Probably one of the most discussed and maybe most poorly understood fisheries management topics is that of regulations. We ALL have opinions on them, it seems. Myself included. Many people think that regulations do many things that they do not do. First, they are at least as much social as they are biological - that alone limits their ability to manage fish populations and size structure. However the social aspects are just as important of the biological goals of regulations. There are all kinds of examples of regulations not working well - from the utter collapse of fisheries to more minor declines in fisheries to overpopulated fisheries where more harvest could improve the fishery. Regulations are nearly always going to be less than perfect - they are a blunt instrument but an important aspect of fisheries management nonetheless.
Regulations are - or at least should be - more than just about fish populations, although that is certainly the measuring stick for most anglers. Aside from managing populations, regulations are - or at least should be - designed to influence size structure of fish populations as well as their many social effects. They set expectations for anglers, they highlight special resources, they provide different opportunities for different anglers. Regulations are much more than just a biological tool.

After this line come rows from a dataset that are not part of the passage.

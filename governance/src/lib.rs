//! Staked, single-flight governance.
//!
//! Members propose changes (membership, delegate logic, environment
//! variables) as ballots; votes are weighted by each member's share of locked
//! collateral. Only one ballot collects votes at a time, and a ballot is
//! decided the moment either side crosses the bound logic's threshold.
//!
//! [`GovernanceSystem`] is the entry point: it owns the staking ledger, the
//! ballot storage, the environment store and the engine, and applies every
//! operation all-or-nothing.

pub mod config;
pub mod engine;
pub mod error;
pub mod logic;
pub mod member;
pub mod proposal;
pub mod system;

pub use config::{ContractsConfig, GovernanceConfig};
pub use engine::{GovContext, GovernanceEngine};
pub use error::GovernanceError;
pub use logic::{GovernanceLogic, LogicCatalog, MajorityLogic, SupermajorityLogic, Tally};
pub use member::{MemberEntry, MemberSet};
pub use proposal::{
    AddMemberProposal, ChangeEnvProposal, ChangeMemberProposal, RemoveMemberProposal, VoteReceipt,
};
pub use system::GovernanceSystem;
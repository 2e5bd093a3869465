//! Snapshot persistence: save a running system, restore it, keep voting.
//!
//! Runs against both the in-memory `NullStore` and a real LMDB environment.

use stakegov_ballot::BallotState;
use stakegov_governance::{
    AddMemberProposal, ChangeEnvProposal, GovernanceConfig, GovernanceSystem, LogicCatalog,
    MajorityLogic,
};
use stakegov_nullables::{NullClock, NullStore};
use stakegov_store::{keys, StateStore};
use stakegov_store_lmdb::LmdbEnvironment;
use stakegov_types::{Address, EndpointKey, ErrorKind, Node, VarType};
use std::sync::Arc;

// ---------------------------------------------------------------------------
// Helpers
// ---------------------------------------------------------------------------

const SNAPSHOT_KEYS: [&str; 6] = [
    keys::REGISTRY,
    keys::STAKING,
    keys::BALLOTS,
    keys::RETIRED_BALLOTS,
    keys::ENV,
    keys::ENGINE,
];

fn addr(n: u64) -> Address {
    Address::from_low_u64(n)
}

fn owner() -> Address {
    addr(1)
}

fn majority() -> Address {
    addr(0x100)
}

fn node(seed: u8) -> Node {
    Node::new(
        EndpointKey::from_bytes(vec![seed; EndpointKey::LEN]).unwrap(),
        "127.0.0.1",
        8542 + u16::from(seed),
    )
}

fn catalog() -> LogicCatalog {
    let mut logics = LogicCatalog::new();
    logics.register(majority(), Arc::new(MajorityLogic));
    logics
}

fn temp_env() -> (tempfile::TempDir, LmdbEnvironment) {
    let dir = tempfile::tempdir().unwrap();
    let env = LmdbEnvironment::open(dir.path(), 30, 64 * 1024 * 1024).unwrap();
    (dir, env)
}

/// Owner (100) and member 2 (200), plus an env ballot the owner has voted on
/// and which is still collecting votes.
fn busy_system(clock: &NullClock) -> GovernanceSystem {
    let mut sys = GovernanceSystem::new(owner(), GovernanceConfig::default()).unwrap();
    sys.register_logic(&owner(), majority(), Arc::new(MajorityLogic))
        .unwrap();
    sys.deposit(&owner(), 1_000).unwrap();
    sys.deposit(&addr(2), 1_000).unwrap();
    sys.init(&owner(), majority(), 100, node(1)).unwrap();

    let id = sys
        .propose_add_member(
            &owner(),
            AddMemberProposal {
                candidate: addr(2),
                node: node(2),
                stake_amount: 200,
                memo: "second seat".to_string(),
            },
        )
        .unwrap();
    sys.vote(&owner(), id, true, clock.now()).unwrap();

    let id = sys
        .propose_change_env(
            &owner(),
            ChangeEnvProposal {
                name: "blockPer".to_string(),
                var_type: VarType::Uint,
                value: vec![0x10],
                memo: String::new(),
            },
        )
        .unwrap();
    let receipt = sys.vote(&owner(), id, true, clock.now()).unwrap();
    assert_eq!(receipt.state, BallotState::InProgress);
    sys
}

fn assert_resumable(restored: &mut GovernanceSystem, clock: &NullClock) {
    assert_eq!(restored.member_length(), 2);
    assert_eq!(restored.get_member(2), Some(addr(2)));
    assert_eq!(restored.get_node(2), Some(&node(2)));
    assert_eq!(restored.locked_balance_of(&addr(2)), 200);
    assert_eq!(restored.voting_ballot(), Some(2));
    assert_eq!(restored.ballot_state(1), BallotState::Accepted);
    assert_eq!(restored.get_ballot(2).unwrap().memo, "");

    // Dedup index is rebuilt on load.
    let err = restored.vote(&owner(), 2, true, clock.now()).unwrap_err();
    assert_eq!(err.kind(), ErrorKind::AlreadyVoted);

    let receipt = restored.vote(&addr(2), 2, true, clock.now()).unwrap();
    assert_eq!(receipt.state, BallotState::Accepted);
    assert_eq!(restored.get_variable("blockPer").unwrap().as_uint(), Some(16));

    let next = restored
        .propose_change_env(
            &addr(2),
            ChangeEnvProposal {
                name: "blockPer".to_string(),
                var_type: VarType::Uint,
                value: vec![0x20],
                memo: String::new(),
            },
        )
        .unwrap();
    assert_eq!(next, 3);
}

// ---------------------------------------------------------------------------
// Null store
// ---------------------------------------------------------------------------

#[test]
fn null_store_round_trip_resumes_voting() {
    let clock = NullClock::new(500);
    let sys = busy_system(&clock);
    let store = NullStore::new();
    sys.save_to_store(&store).unwrap();
    for key in SNAPSHOT_KEYS {
        assert!(store.contains(key), "missing {}", key);
    }

    let mut restored =
        GovernanceSystem::load_from_store(&store, GovernanceConfig::default(), catalog()).unwrap();
    assert_eq!(restored.owner(), owner());
    assert_resumable(&mut restored, &clock);
}

#[test]
fn load_requires_bound_logic() {
    let clock = NullClock::new(0);
    let store = NullStore::new();
    busy_system(&clock).save_to_store(&store).unwrap();

    let err = GovernanceSystem::load_from_store(
        &store,
        GovernanceConfig::default(),
        LogicCatalog::new(),
    )
    .unwrap_err();
    assert_eq!(err.kind(), ErrorKind::InvalidState);
}

#[test]
fn load_from_empty_store_fails() {
    let store = NullStore::new();
    let err = GovernanceSystem::load_from_store(&store, GovernanceConfig::default(), catalog())
        .unwrap_err();
    assert_eq!(err.kind(), ErrorKind::Storage);
}

#[test]
fn failed_operations_leave_state_untouched() {
    let clock = NullClock::new(0);
    let mut sys = busy_system(&clock);
    let before = NullStore::new();
    sys.save_to_store(&before).unwrap();

    assert!(sys.withdraw(&owner(), 10_000).is_err());
    assert!(sys.vote(&owner(), 2, false, clock.now()).is_err());
    assert!(sys.vote(&addr(2), 1, true, clock.now()).is_err());
    assert!(sys.init(&owner(), majority(), 1, node(1)).is_err());
    assert!(sys
        .propose_add_member(
            &owner(),
            AddMemberProposal {
                candidate: addr(3),
                node: Node::empty(),
                stake_amount: 10,
                memo: String::new(),
            },
        )
        .is_err());

    let after = NullStore::new();
    sys.save_to_store(&after).unwrap();
    for key in SNAPSHOT_KEYS {
        assert_eq!(
            before.get_state(key).unwrap(),
            after.get_state(key).unwrap(),
            "{} changed",
            key
        );
    }
}

// ---------------------------------------------------------------------------
// LMDB
// ---------------------------------------------------------------------------

#[test]
fn lmdb_round_trip_resumes_voting() {
    let clock = NullClock::new(500);
    let (_dir, env) = temp_env();
    let store = env.state_store();
    busy_system(&clock).save_to_store(&store).unwrap();

    let mut restored =
        GovernanceSystem::load_from_store(&store, GovernanceConfig::default(), catalog()).unwrap();
    assert_resumable(&mut restored, &clock);
}

#[test]
fn lmdb_snapshot_survives_reopen_with_retired_storage() {
    let clock = NullClock::new(0);
    let dir = tempfile::tempdir().unwrap();
    {
        let env = LmdbEnvironment::open(dir.path(), 30, 64 * 1024 * 1024).unwrap();
        let mut sys = busy_system(&clock);
        sys.vote(&addr(2), 2, true, clock.now()).unwrap();
        sys.upgrade_ballot_storage(&owner(), addr(0x2000)).unwrap();
        sys.save_to_store(&env.state_store()).unwrap();
    }

    let env = LmdbEnvironment::open(dir.path(), 30, 64 * 1024 * 1024).unwrap();
    let restored =
        GovernanceSystem::load_from_store(&env.state_store(), GovernanceConfig::default(), catalog())
            .unwrap();
    assert_eq!(restored.ballot_storage().address(), addr(0x2000));
    assert_eq!(restored.retired_ballot_storages().len(), 1);
    assert_eq!(restored.ballot_state(2), BallotState::Accepted);
    assert!(restored.retired_ballot_storages()[0].is_disabled(restored.registry()));
}
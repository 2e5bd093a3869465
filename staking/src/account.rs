//! Per-participant balance record.

use crate::error::StakingError;
use serde::{Deserialize, Serialize};

/// Deposited funds and the locked portion of them.
///
/// Invariant: `locked <= balance`. Every mutator preserves it and leaves the
/// record untouched on error.
#[derive(Clone, Debug, Default, PartialEq, Eq, Serialize, Deserialize)]
pub struct Account {
    pub balance: u128,
    pub locked: u128,
}

impl Account {
    /// The withdrawable portion.
    pub fn available(&self) -> u128 {
        self.balance - self.locked
    }

    pub fn credit(&mut self, amount: u128) -> Result<(), StakingError> {
        self.balance = self
            .balance
            .checked_add(amount)
            .ok_or(StakingError::Overflow)?;
        Ok(())
    }

    pub fn debit(&mut self, amount: u128) -> Result<(), StakingError> {
        let available = self.available();
        if amount > available {
            return Err(StakingError::InsufficientBalance {
                needed: amount,
                available,
            });
        }
        self.balance -= amount;
        Ok(())
    }

    pub fn lock(&mut self, amount: u128) -> Result<(), StakingError> {
        let available = self.available();
        if amount > available {
            return Err(StakingError::InsufficientBalance {
                needed: amount,
                available,
            });
        }
        self.locked += amount;
        Ok(())
    }

    pub fn unlock(&mut self, amount: u128) -> Result<(), StakingError> {
        if amount > self.locked {
            return Err(StakingError::InsufficientLocked {
                needed: amount,
                locked: self.locked,
            });
        }
        self.locked -= amount;
        Ok(())
    }
}
//! A stored environment variable and its typed views.

use crate::error::EnvError;
use serde::{Deserialize, Serialize};
use stakegov_types::{Address, VarType};

/// Raw value plus its type tag.
#[derive(Clone, Debug, PartialEq, Eq, Serialize, Deserialize)]
pub struct EnvVariable {
    pub var_type: VarType,
    pub value: Vec<u8>,
}

impl EnvVariable {
    /// Validate `value` against `var_type` and build the variable.
    ///
    /// Integers and `Bytes32` are big-endian words of at most 32 bytes,
    /// addresses are exactly 20 bytes, strings must be UTF-8.
    pub fn new(var_type: VarType, value: Vec<u8>) -> Result<Self, EnvError> {
        let fits = match var_type {
            VarType::Invalid => return Err(EnvError::InvalidType),
            VarType::Int | VarType::Uint | VarType::Bytes32 => value.len() <= 32,
            VarType::Address => value.len() == Address::LEN,
            VarType::Bytes => true,
            VarType::String => std::str::from_utf8(&value).is_ok(),
        };
        if !fits {
            return Err(EnvError::ValueMismatch {
                var_type,
                len: value.len(),
            });
        }
        Ok(Self { var_type, value })
    }

    /// Unsigned value, if the tag is `Uint` and it fits in 128 bits.
    pub fn as_uint(&self) -> Option<u128> {
        if self.var_type != VarType::Uint {
            return None;
        }
        let (high, low) = split_word(&self.value);
        if high.iter().any(|b| *b != 0) {
            return None;
        }
        Some(u128::from_be_bytes(low))
    }

    /// Signed two's-complement value, if the tag is `Int` and it fits in 128 bits.
    pub fn as_int(&self) -> Option<i128> {
        if self.var_type != VarType::Int {
            return None;
        }
        if self.value.is_empty() {
            return Some(0);
        }
        if self.value.len() > 32 {
            return None;
        }
        let negative = self.value[0] & 0x80 != 0;
        let fill = if negative { 0xff } else { 0x00 };
        // Sign-extend to 32 bytes, then the upper 16 must be pure sign bytes.
        let mut word = [fill; 32];
        word[32 - self.value.len()..].copy_from_slice(&self.value);
        let (high, low) = word.split_at(16);
        if high.iter().any(|b| *b != fill) || (low[0] & 0x80 != 0) != negative {
            return None;
        }
        let mut arr = [0u8; 16];
        arr.copy_from_slice(low);
        Some(i128::from_be_bytes(arr))
    }

    pub fn as_address(&self) -> Option<Address> {
        if self.var_type != VarType::Address {
            return None;
        }
        Address::from_slice(&self.value).ok()
    }

    pub fn as_str(&self) -> Option<&str> {
        if self.var_type != VarType::String {
            return None;
        }
        std::str::from_utf8(&self.value).ok()
    }
}

/// Split a big-endian word into the bytes above the low 16 and the
/// zero-padded low 16 bytes.
fn split_word(value: &[u8]) -> (&[u8], [u8; 16]) {
    let cut = value.len().saturating_sub(16);
    let (high, low_src) = value.split_at(cut);
    let mut low = [0u8; 16];
    low[16 - low_src.len()..].copy_from_slice(low_src);
    (high, low)
}

#[cfg(test)]
mod tests {
    use super::*;

    #[test]
    fn uint_decodes_big_endian() {
        let var = EnvVariable::new(VarType::Uint, vec![0x03, 0xe8]).unwrap();
        assert_eq!(var.as_uint(), Some(1000));
        assert_eq!(var.as_int(), None);
    }

    #[test]
    fn uint_wider_than_128_bits_is_none() {
        let mut value = vec![0u8; 32];
        value[0] = 1;
        let var = EnvVariable::new(VarType::Uint, value).unwrap();
        assert_eq!(var.as_uint(), None);
    }

    #[test]
    fn int_decodes_negative_one_from_full_word() {
        let var = EnvVariable::new(VarType::Int, vec![0xff; 32]).unwrap();
        assert_eq!(var.as_int(), Some(-1));
    }

    #[test]
    fn int_decodes_short_positive() {
        let var = EnvVariable::new(VarType::Int, vec![0x01, 0x00]).unwrap();
        assert_eq!(var.as_int(), Some(256));
    }

    #[test]
    fn int_sign_extends_short_negative() {
        let var = EnvVariable::new(VarType::Int, vec![0xfe]).unwrap();
        assert_eq!(var.as_int(), Some(-2));
    }

    #[test]
    fn address_requires_twenty_bytes() {
        assert!(EnvVariable::new(VarType::Address, vec![1; 19]).is_err());
        let var = EnvVariable::new(VarType::Address, vec![1; 20]).unwrap();
        assert_eq!(var.as_address(), Some(Address::repeat_byte(1)));
    }

    #[test]
    fn string_must_be_utf8() {
        assert!(EnvVariable::new(VarType::String, vec![0xff, 0xfe]).is_err());
        let var = EnvVariable::new(VarType::String, b"metaverse".to_vec()).unwrap();
        assert_eq!(var.as_str(), Some("metaverse"));
    }

    #[test]
    fn word_types_cap_at_32_bytes() {
        assert!(EnvVariable::new(VarType::Bytes32, vec![0; 33]).is_err());
        assert!(EnvVariable::new(VarType::Bytes, vec![0; 33]).is_ok());
    }

    #[test]
    fn invalid_type_rejected() {
        assert!(matches!(
            EnvVariable::new(VarType::Invalid, vec![]),
            Err(EnvError::InvalidType)
        ));
    }
}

Regulations are ALWAYS going to be imperfect. There is absolutely no way around that, they are, after all, as much social as they are biological and there is no animal that is more difficult to manage than Homo sapiens. Watching this play out online is a shit show - though that explains about 75% of the internet, I suppose. I see guys - it is always guys - complaining about how there are no large trout and then posting stringers of 14 to 16 inch trout as if they are an inexhaustible resource and their harvest has no affect on the lack of larger trout. That is however little different from the angler that proudly releases every fish and does not understand that can also be part of the problem. I will be the first to tell you, I am part of that problem. I know there are streams where I should keep more fish but I do not. That is for any number of reasons - trout are low on my list of fish I like to eat, I only keep them when I can get them on ice quickly which requires advanced planning - not something I excel at when trout fishing, and any number of other reasons.
There was what I thought to be a rather mediocre and poorly researched book - Lost in the Driftless: Trout Fishing on the Cultural Divide - on the topic of fishing regulations in the Driftless and their social aspects. The book had so much potential but it, quite frankly, fell short of the mark. There are some very interesting social and biological questions in the Driftless and elsewhere about trout fishing and the responsible harvest of trout. We - in many Driftless streams - have too many trout, an interesting problem to have, to be sure. But at the same time, the size structure is sub-optimal and we have too many small fish. But in a historical perspective, it has gotten better. In the mid-1990's, "Timber fish" were 7 to 9 inches and really skinny. You do not see fishes in poor condition like you once did. In fisheries management lingo, they had a poor condition index, a commonly used way to assess the "health" of a fish population based on the length-weight relationship of fishes. Individual fish or populations with a condition score of 100 means a fish is of a good, average weight for its length, conditions below 100 are "skinny" fish, and conditions above 100 means that the fish are heavy for their length - generally a desirable thing.
A bit of history of trout management in Wisconsin is necessary to understand where we are today. Going back far enough - the 1960s and before, many of our streams were in rough shape. And prior to the Clean Water Act, water quality was often much poorer than it is today. Couple degraded habitats and often poor water quality and the state was stocking trout, a lot of trout. This lasted until about the mid-1990s when wild trout management took over. Download the stocking database from the Wisconsin DNR (WDNR) website and you will see that even streams that today have 10 fish bag limits with no size limit - where the WDNR is all but begging people to keep fish - were heavily stocked as recently as the mid- to late-1990's. Improved habitat and water quality along with discontinuing most stocking led to the self-sustaining, wild trout fisheries we see today.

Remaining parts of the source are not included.